Look through the listing below for the word "crate" and copy every line where it occurs.

Top of Data section

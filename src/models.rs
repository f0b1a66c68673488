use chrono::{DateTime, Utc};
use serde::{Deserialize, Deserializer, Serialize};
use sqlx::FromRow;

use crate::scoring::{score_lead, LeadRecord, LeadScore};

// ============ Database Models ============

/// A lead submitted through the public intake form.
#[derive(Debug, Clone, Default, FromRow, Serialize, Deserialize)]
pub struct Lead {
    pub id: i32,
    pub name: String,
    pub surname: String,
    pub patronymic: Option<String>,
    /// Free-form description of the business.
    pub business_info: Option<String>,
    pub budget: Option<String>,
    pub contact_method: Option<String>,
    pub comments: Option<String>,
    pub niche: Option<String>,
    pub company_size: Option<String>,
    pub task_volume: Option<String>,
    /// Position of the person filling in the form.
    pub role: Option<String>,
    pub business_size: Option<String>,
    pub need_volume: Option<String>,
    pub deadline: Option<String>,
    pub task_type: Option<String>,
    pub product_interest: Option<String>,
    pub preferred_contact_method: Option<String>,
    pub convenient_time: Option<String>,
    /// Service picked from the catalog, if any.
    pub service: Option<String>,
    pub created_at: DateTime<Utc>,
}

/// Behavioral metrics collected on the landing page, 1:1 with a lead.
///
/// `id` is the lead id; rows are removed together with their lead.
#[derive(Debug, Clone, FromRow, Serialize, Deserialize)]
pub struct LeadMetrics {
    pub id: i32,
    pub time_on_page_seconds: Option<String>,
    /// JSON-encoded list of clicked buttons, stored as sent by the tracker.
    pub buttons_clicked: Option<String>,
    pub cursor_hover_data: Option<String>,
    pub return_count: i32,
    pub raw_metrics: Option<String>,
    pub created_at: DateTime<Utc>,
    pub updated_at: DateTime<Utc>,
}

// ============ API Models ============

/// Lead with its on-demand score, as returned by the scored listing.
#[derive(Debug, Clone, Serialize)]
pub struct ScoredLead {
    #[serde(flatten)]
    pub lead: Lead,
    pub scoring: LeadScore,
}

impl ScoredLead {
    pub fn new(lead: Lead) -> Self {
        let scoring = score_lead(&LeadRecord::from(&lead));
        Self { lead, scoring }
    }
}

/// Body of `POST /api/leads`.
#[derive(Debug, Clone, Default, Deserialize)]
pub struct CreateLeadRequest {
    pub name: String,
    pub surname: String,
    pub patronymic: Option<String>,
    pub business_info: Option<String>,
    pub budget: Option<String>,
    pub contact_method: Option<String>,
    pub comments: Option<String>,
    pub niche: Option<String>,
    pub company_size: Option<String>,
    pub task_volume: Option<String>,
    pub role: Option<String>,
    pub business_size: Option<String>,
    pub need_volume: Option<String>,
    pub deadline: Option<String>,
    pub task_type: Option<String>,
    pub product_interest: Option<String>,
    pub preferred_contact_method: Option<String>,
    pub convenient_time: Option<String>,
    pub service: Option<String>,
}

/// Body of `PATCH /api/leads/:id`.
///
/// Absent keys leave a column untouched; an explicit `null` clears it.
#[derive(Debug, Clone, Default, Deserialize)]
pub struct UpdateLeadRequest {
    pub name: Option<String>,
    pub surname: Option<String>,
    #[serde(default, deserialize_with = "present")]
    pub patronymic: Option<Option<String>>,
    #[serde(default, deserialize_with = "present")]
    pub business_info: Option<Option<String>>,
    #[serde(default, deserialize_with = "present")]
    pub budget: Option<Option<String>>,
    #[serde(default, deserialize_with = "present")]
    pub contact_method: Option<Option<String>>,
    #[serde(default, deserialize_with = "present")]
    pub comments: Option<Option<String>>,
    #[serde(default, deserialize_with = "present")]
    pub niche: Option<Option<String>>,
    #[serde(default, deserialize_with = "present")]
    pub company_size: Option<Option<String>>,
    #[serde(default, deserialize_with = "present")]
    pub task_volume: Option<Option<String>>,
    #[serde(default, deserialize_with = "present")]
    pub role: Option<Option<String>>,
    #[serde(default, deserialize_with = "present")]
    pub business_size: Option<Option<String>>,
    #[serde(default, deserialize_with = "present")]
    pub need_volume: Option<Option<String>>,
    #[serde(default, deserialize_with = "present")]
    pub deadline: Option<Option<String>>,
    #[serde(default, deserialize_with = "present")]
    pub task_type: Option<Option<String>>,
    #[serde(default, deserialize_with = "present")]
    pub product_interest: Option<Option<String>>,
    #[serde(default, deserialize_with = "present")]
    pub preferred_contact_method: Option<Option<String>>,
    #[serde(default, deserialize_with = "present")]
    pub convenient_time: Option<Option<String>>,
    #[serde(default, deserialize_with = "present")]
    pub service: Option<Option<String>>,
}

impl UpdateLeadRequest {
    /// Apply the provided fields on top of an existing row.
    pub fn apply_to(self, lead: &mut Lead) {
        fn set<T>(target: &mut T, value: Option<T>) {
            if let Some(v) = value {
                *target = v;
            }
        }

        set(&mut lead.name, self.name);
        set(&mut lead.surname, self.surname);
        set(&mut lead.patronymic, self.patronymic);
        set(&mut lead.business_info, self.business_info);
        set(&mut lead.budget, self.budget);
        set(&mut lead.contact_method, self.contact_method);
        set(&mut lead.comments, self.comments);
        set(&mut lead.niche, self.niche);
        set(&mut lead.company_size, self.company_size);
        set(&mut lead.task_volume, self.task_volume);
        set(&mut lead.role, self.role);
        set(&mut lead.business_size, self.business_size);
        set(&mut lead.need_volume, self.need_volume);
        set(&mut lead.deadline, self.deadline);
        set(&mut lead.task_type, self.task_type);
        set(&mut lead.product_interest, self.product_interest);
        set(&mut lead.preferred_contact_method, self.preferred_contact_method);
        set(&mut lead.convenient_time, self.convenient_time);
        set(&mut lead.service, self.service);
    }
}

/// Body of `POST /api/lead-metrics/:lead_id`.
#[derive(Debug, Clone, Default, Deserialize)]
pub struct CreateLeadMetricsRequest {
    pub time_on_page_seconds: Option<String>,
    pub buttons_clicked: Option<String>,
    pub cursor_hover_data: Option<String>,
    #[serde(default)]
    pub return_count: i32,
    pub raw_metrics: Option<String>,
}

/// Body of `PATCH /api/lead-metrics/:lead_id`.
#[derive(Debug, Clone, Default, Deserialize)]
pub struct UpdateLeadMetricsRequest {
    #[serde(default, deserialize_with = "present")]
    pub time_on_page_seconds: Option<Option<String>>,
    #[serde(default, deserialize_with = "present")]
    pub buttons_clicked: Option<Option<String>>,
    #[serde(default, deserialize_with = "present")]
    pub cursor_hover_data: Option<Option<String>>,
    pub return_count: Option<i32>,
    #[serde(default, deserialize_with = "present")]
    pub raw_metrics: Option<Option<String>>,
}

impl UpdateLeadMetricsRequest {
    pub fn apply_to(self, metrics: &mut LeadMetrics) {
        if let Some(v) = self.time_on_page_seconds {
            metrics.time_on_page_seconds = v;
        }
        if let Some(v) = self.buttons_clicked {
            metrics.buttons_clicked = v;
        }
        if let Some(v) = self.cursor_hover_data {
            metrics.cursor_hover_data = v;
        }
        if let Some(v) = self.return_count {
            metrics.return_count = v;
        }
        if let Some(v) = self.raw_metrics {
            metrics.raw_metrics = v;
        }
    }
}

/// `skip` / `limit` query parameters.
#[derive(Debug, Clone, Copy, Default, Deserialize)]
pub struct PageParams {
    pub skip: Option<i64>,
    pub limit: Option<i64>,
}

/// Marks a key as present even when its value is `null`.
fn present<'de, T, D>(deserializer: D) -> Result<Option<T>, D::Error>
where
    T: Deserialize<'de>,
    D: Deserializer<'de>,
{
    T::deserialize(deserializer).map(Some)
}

Bottom of Data section
Top of Data section

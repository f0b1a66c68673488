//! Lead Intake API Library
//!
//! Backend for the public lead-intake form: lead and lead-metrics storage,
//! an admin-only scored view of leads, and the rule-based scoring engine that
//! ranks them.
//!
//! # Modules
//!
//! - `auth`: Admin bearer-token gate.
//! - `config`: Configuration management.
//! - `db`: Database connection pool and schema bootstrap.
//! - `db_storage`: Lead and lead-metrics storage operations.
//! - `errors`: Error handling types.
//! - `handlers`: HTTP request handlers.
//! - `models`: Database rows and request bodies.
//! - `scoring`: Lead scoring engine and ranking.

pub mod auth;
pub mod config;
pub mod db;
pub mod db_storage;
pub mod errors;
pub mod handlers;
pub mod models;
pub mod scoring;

Bottom of Data section
Top of Data section

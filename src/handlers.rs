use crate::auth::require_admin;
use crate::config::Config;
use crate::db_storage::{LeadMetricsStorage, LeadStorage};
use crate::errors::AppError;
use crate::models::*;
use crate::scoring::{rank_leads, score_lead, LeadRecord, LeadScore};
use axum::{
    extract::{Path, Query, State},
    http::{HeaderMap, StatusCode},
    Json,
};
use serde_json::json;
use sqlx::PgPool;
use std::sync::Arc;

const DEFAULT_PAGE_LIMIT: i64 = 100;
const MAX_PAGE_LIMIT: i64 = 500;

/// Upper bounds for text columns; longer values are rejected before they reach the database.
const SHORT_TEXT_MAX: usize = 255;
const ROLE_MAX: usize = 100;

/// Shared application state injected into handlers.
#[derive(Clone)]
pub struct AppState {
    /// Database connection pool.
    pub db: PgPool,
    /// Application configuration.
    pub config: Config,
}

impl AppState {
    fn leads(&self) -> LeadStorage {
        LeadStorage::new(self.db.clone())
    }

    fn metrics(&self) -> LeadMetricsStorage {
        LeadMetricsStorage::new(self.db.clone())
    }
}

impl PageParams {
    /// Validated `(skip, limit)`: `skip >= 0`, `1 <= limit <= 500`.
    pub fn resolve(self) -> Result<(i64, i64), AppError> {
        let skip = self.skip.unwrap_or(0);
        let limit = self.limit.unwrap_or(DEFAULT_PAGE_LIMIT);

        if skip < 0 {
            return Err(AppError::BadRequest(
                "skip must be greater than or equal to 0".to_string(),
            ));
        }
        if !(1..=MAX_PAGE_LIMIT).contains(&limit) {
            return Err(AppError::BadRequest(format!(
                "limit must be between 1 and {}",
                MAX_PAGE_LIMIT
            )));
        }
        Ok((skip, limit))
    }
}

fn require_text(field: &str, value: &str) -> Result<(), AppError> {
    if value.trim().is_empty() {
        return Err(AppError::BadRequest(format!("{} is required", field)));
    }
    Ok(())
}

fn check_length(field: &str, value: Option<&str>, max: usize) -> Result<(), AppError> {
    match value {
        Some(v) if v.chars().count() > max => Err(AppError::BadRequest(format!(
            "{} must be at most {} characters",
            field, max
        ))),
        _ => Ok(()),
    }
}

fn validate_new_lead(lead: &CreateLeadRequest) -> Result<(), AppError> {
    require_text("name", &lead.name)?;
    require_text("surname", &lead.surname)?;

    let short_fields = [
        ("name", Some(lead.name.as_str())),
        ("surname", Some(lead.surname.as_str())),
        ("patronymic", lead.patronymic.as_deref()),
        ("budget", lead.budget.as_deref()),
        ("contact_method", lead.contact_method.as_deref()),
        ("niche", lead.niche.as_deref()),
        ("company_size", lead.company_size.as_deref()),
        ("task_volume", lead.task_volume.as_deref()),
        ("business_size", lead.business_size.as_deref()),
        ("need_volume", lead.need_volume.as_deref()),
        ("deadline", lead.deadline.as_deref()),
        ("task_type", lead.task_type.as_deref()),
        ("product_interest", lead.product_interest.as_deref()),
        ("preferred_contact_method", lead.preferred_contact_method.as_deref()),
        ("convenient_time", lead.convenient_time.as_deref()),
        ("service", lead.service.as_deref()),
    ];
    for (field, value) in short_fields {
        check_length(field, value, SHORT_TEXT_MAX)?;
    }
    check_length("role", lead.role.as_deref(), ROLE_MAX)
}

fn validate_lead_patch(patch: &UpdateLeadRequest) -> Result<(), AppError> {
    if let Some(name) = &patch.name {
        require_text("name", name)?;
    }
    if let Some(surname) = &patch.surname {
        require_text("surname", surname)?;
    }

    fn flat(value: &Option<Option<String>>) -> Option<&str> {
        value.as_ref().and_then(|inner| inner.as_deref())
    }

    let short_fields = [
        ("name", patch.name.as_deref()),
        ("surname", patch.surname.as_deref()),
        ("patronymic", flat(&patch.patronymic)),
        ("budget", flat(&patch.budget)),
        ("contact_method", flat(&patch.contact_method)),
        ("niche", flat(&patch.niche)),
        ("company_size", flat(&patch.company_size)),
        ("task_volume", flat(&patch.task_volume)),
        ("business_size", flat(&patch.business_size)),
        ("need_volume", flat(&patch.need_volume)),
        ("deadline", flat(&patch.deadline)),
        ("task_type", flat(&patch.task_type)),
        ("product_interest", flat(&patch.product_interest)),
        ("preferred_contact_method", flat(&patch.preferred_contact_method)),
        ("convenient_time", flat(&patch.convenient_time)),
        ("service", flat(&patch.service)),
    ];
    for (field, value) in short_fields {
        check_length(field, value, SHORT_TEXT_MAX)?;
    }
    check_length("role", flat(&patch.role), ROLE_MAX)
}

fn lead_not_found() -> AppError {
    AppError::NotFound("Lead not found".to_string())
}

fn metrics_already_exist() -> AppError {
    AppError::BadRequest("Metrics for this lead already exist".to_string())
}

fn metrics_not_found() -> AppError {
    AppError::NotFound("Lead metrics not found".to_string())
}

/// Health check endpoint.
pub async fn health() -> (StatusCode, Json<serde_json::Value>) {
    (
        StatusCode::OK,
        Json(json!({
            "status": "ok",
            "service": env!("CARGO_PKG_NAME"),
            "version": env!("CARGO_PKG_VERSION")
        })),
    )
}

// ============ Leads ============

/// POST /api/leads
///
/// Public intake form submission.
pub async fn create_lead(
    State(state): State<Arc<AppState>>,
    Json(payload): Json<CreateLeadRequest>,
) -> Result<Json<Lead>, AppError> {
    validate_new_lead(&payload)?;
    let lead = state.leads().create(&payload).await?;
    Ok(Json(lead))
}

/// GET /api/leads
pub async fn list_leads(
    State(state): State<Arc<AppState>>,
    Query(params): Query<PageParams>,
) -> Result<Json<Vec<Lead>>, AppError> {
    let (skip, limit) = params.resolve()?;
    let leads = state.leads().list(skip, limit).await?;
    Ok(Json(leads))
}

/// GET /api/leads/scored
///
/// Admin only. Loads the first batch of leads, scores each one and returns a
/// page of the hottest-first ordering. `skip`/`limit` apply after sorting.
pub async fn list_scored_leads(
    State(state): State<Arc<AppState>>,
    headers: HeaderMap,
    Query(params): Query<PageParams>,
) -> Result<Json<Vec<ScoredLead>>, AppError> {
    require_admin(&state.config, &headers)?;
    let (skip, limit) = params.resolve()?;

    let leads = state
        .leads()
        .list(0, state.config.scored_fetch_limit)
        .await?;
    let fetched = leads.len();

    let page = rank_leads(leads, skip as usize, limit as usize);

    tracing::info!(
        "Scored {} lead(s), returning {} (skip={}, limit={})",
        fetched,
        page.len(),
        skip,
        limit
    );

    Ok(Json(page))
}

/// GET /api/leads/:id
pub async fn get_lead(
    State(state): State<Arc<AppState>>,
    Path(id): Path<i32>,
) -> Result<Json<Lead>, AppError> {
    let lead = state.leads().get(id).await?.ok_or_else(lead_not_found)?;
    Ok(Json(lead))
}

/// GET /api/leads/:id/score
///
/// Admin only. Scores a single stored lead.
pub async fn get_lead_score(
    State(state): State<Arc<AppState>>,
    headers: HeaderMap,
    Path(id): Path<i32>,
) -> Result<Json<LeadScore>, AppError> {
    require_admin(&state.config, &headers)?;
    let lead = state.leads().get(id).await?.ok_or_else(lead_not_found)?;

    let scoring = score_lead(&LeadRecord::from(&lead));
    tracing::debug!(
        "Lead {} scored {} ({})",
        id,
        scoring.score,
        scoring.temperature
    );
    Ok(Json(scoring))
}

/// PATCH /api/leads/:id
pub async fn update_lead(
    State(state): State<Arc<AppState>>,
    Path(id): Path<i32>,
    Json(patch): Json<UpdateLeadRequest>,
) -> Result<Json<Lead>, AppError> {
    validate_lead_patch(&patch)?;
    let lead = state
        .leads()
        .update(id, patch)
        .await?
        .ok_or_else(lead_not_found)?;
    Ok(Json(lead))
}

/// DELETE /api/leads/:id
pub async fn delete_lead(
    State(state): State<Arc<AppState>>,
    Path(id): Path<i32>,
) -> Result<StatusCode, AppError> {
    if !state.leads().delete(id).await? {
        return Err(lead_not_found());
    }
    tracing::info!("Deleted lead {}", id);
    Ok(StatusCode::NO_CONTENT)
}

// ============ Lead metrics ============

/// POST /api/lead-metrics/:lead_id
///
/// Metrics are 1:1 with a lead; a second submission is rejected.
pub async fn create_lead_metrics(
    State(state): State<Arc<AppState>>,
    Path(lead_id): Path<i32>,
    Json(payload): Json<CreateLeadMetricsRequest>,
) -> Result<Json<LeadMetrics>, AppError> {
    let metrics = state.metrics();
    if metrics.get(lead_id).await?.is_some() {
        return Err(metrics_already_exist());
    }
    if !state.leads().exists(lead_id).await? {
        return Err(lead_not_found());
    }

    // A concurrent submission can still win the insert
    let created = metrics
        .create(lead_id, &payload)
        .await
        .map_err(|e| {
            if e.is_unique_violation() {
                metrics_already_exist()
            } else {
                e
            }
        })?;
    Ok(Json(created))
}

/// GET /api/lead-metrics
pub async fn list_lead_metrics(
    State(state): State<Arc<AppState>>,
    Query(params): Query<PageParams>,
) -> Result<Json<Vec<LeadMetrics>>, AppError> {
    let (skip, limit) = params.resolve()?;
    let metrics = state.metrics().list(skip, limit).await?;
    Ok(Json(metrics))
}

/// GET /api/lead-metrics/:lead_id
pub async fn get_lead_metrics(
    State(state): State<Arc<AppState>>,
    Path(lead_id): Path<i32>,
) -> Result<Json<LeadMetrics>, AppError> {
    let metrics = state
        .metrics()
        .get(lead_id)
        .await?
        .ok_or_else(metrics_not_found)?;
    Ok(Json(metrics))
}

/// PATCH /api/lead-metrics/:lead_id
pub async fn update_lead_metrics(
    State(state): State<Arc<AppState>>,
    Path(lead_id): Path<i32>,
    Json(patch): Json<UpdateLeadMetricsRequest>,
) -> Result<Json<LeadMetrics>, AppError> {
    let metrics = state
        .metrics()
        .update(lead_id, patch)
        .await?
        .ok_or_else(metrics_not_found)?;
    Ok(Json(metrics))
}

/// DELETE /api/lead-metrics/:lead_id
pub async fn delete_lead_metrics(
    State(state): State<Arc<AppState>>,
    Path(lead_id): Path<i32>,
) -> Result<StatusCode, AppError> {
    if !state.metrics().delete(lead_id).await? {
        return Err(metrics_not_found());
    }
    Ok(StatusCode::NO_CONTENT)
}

Bottom of Data section

The answer -
use crate::scoring::{score_lead, LeadRecord, LeadScore};
use crate::auth::require_admin;
use crate::config::Config;
use crate::db_storage::{LeadMetricsStorage, LeadStorage};
use crate::errors::AppError;
use crate::models::*;
use crate::scoring::{rank_leads, score_lead, LeadRecord, LeadScore};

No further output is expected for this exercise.